> [EXERCISE REQUIREMENTS]:
Look through the data for the string "find". Copy every line where it is found.

> [THE INPUT]:
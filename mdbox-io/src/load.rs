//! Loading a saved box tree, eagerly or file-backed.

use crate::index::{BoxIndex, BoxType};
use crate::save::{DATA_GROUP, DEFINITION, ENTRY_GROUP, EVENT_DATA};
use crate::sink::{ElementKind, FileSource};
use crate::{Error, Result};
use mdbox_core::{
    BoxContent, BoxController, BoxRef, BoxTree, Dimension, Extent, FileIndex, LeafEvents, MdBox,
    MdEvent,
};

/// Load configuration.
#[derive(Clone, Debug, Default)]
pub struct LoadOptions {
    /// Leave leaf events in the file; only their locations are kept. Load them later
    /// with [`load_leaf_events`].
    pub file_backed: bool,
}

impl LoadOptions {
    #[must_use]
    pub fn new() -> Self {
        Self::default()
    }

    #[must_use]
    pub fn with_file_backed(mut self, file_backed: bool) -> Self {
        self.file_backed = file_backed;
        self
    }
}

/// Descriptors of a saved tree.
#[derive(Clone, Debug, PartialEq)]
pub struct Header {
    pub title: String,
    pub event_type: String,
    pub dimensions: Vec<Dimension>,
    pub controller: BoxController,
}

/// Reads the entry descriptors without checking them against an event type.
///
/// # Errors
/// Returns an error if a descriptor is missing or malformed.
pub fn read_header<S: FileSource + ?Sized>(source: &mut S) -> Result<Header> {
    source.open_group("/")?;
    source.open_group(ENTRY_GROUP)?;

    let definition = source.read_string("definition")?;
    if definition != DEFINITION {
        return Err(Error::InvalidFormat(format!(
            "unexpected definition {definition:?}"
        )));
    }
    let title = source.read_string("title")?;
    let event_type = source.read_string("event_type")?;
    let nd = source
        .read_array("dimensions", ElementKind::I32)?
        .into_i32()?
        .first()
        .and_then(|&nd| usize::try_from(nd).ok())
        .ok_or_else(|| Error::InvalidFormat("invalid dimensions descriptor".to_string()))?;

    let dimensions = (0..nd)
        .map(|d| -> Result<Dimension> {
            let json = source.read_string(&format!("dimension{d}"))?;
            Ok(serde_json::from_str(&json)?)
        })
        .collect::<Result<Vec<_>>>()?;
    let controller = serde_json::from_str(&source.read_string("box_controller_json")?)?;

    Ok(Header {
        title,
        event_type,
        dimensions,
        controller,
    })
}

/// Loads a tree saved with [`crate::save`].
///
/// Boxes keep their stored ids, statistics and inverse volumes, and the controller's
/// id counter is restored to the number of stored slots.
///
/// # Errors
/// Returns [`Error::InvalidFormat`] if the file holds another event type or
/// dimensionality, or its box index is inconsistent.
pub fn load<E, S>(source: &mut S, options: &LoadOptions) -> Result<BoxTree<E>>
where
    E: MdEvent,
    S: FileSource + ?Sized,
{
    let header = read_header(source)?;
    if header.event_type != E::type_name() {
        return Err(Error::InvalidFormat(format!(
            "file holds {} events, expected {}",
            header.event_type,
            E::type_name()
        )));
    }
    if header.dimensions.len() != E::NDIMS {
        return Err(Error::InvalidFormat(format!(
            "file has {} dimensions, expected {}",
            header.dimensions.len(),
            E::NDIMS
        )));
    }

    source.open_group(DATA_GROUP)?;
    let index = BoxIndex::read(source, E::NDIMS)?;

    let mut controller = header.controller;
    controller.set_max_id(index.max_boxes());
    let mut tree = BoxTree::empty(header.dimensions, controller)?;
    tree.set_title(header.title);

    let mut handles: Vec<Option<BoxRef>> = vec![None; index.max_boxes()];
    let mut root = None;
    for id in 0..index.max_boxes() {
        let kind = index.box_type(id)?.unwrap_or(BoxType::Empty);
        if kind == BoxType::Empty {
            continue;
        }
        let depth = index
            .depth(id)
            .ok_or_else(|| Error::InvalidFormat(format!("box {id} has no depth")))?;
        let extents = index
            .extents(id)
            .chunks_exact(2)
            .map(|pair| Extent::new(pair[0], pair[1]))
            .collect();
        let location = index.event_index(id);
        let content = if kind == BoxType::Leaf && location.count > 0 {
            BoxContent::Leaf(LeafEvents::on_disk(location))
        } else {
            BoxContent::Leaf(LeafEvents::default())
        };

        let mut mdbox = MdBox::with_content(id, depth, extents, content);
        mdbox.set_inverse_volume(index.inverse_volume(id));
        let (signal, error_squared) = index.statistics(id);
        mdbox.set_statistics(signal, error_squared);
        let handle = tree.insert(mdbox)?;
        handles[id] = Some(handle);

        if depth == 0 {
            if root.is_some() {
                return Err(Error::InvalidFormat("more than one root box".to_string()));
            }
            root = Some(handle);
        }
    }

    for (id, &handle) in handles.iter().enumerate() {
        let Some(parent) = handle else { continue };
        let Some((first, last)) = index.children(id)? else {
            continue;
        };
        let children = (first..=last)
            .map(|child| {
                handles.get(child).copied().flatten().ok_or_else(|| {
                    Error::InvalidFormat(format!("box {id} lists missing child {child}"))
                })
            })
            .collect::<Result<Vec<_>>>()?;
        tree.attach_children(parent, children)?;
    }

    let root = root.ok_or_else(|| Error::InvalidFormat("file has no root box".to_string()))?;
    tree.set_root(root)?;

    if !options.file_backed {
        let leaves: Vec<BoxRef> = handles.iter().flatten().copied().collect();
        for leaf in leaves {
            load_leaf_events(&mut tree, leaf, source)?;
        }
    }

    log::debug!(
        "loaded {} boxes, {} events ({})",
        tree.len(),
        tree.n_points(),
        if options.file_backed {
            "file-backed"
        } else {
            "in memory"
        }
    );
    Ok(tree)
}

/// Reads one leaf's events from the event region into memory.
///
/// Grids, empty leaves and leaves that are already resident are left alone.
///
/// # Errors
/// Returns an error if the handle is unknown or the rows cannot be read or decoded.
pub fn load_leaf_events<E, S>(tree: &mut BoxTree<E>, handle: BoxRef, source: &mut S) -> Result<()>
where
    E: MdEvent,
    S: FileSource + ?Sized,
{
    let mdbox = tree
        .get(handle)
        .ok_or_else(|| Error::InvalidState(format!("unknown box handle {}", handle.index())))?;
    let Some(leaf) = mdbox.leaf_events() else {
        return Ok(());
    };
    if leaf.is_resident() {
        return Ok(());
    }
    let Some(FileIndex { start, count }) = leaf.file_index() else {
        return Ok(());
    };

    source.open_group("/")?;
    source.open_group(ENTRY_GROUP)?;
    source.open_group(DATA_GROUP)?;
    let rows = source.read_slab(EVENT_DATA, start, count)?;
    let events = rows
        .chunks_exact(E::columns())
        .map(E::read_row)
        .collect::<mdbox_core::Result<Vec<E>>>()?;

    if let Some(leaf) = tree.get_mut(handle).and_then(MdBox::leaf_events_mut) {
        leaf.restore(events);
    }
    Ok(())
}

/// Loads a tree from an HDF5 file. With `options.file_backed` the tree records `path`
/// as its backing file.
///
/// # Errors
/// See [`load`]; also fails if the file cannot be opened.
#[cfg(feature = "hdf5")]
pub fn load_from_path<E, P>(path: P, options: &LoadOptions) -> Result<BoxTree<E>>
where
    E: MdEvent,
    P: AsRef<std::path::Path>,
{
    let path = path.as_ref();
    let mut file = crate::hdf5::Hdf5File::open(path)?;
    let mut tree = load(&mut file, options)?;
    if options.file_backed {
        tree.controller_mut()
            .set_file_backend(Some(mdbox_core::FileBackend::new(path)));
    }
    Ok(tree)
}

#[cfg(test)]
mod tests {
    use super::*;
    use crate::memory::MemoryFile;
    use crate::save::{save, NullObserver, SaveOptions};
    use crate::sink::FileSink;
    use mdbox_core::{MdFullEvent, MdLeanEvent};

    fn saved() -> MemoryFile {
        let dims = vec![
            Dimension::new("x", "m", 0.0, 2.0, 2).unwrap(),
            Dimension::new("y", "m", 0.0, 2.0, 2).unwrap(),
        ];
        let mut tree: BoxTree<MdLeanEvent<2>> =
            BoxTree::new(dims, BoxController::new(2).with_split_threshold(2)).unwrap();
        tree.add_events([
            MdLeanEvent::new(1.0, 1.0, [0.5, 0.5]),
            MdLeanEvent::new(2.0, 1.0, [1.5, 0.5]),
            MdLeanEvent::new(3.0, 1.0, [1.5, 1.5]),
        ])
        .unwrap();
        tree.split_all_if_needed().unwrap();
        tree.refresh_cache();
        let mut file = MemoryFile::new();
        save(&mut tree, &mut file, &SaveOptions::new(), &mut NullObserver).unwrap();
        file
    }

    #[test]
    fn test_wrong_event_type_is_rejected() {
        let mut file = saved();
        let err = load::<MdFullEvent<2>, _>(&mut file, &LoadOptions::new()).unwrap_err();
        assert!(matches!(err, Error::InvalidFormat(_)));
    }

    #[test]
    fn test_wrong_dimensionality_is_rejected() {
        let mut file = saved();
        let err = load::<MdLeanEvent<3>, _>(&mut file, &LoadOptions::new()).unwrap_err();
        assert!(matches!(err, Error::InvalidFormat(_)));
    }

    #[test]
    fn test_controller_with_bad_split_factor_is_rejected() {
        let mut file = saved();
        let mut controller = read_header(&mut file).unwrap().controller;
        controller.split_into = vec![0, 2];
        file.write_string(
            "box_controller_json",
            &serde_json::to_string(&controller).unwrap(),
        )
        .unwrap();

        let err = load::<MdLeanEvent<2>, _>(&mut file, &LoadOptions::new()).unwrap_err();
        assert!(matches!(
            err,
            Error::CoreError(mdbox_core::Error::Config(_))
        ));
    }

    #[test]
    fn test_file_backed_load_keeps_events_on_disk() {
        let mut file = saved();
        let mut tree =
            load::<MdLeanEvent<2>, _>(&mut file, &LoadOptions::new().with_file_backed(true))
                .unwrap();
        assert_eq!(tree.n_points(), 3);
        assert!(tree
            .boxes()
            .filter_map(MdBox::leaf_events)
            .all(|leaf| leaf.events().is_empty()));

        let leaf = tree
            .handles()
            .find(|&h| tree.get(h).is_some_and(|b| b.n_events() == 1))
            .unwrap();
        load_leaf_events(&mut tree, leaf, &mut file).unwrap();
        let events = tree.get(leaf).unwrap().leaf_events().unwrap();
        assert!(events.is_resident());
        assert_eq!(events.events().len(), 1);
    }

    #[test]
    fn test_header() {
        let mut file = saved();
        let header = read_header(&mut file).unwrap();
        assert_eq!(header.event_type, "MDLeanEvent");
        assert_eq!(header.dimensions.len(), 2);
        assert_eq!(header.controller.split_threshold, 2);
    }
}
...
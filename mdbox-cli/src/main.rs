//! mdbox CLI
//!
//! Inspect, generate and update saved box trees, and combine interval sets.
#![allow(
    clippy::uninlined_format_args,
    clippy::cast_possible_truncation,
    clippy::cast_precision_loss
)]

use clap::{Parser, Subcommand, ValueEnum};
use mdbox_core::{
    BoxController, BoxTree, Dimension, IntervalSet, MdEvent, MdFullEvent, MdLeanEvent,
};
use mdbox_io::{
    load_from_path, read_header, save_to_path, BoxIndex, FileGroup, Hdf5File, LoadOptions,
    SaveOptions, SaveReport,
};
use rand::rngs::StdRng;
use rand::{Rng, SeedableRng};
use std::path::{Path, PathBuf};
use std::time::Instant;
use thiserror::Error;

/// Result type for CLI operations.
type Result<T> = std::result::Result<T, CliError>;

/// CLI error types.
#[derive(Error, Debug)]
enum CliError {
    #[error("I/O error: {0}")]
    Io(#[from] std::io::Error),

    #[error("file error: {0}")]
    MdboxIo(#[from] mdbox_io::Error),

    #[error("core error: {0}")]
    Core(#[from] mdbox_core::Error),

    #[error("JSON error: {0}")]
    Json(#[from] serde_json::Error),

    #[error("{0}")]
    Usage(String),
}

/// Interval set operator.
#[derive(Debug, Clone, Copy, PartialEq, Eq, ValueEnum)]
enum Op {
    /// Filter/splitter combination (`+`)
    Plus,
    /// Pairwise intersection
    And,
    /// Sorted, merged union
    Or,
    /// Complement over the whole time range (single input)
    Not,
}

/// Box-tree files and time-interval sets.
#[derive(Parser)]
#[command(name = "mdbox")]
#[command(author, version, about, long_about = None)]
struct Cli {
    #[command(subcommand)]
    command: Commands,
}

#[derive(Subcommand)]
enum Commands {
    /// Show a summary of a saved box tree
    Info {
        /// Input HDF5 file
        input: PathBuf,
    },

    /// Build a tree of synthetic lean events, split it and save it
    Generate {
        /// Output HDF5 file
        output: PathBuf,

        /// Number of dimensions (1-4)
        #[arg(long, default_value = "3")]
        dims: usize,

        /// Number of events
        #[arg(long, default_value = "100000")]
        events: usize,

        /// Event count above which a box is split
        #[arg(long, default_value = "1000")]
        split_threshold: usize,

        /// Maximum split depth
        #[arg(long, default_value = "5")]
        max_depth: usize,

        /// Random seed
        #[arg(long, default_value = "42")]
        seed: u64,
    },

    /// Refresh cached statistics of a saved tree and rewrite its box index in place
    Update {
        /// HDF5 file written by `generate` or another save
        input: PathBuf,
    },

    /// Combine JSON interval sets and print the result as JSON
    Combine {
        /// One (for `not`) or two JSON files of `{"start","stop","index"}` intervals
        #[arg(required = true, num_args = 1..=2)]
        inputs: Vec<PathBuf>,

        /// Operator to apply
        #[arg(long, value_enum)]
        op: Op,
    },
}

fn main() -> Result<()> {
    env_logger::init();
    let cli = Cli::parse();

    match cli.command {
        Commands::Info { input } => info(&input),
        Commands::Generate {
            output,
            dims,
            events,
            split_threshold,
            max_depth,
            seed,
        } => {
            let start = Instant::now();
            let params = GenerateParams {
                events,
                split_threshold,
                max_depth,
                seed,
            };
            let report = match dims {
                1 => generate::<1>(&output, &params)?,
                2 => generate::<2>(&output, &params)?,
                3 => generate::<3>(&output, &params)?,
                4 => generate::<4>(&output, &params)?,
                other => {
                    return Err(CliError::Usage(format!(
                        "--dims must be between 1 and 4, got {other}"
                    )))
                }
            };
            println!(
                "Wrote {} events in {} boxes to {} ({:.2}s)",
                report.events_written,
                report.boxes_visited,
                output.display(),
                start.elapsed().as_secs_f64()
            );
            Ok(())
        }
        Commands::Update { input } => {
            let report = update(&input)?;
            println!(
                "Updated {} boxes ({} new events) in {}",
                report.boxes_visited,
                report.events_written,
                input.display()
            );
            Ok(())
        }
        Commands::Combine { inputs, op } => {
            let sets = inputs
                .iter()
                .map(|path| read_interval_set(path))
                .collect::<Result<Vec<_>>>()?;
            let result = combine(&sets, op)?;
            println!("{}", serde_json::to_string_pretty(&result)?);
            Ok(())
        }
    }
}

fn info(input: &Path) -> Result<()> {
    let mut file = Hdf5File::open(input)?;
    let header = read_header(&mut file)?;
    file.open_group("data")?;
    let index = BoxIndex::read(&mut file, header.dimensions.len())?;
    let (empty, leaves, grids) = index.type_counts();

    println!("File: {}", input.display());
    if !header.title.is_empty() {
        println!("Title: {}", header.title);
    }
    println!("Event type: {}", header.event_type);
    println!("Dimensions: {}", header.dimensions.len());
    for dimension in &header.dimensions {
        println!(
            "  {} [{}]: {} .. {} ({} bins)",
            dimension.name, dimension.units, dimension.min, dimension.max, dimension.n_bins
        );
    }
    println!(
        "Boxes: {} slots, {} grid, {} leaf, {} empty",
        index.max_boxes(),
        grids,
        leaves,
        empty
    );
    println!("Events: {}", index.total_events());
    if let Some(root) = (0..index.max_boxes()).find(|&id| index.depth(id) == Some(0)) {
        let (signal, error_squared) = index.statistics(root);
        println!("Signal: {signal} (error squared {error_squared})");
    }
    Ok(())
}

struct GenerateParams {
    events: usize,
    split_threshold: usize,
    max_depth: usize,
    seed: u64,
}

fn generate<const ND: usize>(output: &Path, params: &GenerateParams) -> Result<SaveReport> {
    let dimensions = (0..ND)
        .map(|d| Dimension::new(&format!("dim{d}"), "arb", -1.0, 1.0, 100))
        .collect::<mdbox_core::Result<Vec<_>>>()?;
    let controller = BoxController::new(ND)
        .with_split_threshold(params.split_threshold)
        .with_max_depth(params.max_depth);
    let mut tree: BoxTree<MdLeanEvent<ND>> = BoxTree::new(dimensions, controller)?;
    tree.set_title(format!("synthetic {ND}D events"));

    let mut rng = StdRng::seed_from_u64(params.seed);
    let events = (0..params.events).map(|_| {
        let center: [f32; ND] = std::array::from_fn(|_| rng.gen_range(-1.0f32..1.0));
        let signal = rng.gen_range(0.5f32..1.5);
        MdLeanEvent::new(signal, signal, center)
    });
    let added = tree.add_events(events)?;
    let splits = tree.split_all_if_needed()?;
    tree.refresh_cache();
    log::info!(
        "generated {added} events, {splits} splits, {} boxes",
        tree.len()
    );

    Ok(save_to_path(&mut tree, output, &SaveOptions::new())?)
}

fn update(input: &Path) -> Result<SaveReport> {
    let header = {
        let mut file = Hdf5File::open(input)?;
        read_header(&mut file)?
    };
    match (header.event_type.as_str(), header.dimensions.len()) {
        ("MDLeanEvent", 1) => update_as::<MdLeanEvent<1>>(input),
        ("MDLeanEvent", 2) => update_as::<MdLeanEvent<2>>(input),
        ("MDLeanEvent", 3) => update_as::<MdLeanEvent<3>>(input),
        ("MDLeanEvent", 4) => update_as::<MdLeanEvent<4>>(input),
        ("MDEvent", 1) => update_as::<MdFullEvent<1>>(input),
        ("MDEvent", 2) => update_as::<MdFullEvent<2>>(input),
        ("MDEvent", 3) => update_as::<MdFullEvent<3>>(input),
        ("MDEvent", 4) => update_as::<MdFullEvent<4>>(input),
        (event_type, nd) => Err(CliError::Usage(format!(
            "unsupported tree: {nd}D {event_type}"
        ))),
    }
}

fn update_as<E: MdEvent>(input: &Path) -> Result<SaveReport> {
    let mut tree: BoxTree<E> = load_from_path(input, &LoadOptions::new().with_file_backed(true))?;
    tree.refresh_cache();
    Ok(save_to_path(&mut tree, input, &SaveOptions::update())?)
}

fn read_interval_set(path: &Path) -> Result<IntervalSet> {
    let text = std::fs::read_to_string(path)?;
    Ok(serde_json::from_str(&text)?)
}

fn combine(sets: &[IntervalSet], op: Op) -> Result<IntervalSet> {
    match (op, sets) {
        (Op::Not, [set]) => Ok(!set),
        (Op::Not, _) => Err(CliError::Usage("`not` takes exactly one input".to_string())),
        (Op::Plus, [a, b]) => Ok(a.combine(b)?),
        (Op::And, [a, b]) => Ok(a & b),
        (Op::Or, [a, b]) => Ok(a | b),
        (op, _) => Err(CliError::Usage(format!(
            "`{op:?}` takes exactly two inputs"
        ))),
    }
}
--
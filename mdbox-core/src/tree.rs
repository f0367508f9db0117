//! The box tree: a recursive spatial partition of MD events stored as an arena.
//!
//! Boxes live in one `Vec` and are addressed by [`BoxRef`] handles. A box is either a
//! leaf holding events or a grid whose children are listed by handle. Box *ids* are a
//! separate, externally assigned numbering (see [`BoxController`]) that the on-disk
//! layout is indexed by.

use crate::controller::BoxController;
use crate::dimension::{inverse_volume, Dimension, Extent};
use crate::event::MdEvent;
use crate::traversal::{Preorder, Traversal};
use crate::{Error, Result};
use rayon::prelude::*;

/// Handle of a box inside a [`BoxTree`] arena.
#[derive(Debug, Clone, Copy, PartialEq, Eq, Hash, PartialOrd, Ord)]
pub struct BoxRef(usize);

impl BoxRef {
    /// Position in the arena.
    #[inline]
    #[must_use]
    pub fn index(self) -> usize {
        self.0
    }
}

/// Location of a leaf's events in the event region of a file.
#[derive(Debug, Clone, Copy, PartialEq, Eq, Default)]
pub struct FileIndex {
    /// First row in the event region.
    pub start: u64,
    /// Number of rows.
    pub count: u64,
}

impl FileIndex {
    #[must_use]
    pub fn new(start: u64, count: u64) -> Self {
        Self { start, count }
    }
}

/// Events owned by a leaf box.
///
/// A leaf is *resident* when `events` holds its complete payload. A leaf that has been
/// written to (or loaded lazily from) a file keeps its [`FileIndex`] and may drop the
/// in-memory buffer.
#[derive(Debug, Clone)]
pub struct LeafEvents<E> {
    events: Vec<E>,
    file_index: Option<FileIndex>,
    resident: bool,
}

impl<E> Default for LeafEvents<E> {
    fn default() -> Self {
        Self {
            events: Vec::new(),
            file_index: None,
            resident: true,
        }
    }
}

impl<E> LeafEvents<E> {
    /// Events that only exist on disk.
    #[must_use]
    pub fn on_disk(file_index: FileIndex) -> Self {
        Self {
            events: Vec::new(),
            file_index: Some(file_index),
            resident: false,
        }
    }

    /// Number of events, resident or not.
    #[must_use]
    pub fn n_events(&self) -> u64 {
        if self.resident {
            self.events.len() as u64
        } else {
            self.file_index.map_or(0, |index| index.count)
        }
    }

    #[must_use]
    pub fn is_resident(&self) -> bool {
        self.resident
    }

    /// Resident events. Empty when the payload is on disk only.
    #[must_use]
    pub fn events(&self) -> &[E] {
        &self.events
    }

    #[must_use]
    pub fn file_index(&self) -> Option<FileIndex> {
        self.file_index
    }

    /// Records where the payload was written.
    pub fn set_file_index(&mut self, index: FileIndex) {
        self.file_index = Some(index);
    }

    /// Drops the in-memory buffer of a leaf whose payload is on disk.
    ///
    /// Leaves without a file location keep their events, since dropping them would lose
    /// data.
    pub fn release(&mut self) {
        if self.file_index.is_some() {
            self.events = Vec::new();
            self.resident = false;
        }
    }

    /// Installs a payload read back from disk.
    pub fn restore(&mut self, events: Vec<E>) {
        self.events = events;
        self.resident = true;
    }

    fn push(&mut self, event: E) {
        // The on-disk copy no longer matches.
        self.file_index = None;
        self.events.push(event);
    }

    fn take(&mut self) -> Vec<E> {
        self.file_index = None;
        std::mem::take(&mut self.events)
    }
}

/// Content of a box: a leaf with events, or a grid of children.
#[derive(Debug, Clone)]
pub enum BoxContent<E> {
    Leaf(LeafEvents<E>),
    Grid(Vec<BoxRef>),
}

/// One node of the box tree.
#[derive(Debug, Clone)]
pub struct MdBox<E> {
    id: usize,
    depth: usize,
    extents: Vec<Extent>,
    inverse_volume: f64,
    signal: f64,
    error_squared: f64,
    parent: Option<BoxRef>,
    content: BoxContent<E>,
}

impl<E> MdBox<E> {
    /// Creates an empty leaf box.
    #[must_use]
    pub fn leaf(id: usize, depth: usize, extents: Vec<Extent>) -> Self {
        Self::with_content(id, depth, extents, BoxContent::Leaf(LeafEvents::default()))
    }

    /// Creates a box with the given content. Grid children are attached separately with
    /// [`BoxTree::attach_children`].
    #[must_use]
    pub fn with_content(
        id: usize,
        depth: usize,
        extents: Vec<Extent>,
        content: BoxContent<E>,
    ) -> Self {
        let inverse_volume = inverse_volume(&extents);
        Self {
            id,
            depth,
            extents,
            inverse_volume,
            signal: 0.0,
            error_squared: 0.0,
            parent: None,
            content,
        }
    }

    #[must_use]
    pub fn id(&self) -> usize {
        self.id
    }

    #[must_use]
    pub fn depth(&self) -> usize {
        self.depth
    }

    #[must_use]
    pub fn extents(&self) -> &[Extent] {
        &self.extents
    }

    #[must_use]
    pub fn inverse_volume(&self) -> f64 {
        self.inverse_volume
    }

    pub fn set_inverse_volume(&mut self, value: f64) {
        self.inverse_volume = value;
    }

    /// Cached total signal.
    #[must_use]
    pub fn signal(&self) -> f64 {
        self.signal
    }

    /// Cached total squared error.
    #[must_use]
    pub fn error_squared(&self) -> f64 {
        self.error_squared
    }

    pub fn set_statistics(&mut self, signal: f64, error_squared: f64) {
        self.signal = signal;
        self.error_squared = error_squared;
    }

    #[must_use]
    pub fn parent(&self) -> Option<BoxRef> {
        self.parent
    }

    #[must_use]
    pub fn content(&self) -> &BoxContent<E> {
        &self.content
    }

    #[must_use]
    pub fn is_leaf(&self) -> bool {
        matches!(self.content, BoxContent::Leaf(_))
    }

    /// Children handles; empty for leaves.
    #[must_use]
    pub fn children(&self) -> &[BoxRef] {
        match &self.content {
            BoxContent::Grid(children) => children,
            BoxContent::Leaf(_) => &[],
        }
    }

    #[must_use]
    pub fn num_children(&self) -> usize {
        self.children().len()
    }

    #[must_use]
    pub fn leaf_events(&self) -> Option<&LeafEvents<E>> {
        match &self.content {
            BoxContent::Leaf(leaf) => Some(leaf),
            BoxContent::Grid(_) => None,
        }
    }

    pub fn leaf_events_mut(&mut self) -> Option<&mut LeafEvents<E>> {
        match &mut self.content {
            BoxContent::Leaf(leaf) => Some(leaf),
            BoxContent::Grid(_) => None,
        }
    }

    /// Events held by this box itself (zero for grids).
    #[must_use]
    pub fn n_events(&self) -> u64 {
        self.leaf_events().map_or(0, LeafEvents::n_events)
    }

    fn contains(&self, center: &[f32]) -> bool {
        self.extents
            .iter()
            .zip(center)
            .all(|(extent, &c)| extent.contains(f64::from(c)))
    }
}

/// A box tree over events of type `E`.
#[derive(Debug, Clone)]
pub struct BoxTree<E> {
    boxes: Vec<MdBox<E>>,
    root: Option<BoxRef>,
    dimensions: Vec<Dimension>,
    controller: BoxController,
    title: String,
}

> [EXERCISE OUTPUT]:
            .find(|&h| tree.get(h).is_some_and(|b| b.n_events() == 1))
    if let Some(root) = (0..index.max_boxes()).find(|&id| index.depth(id) == Some(0)) {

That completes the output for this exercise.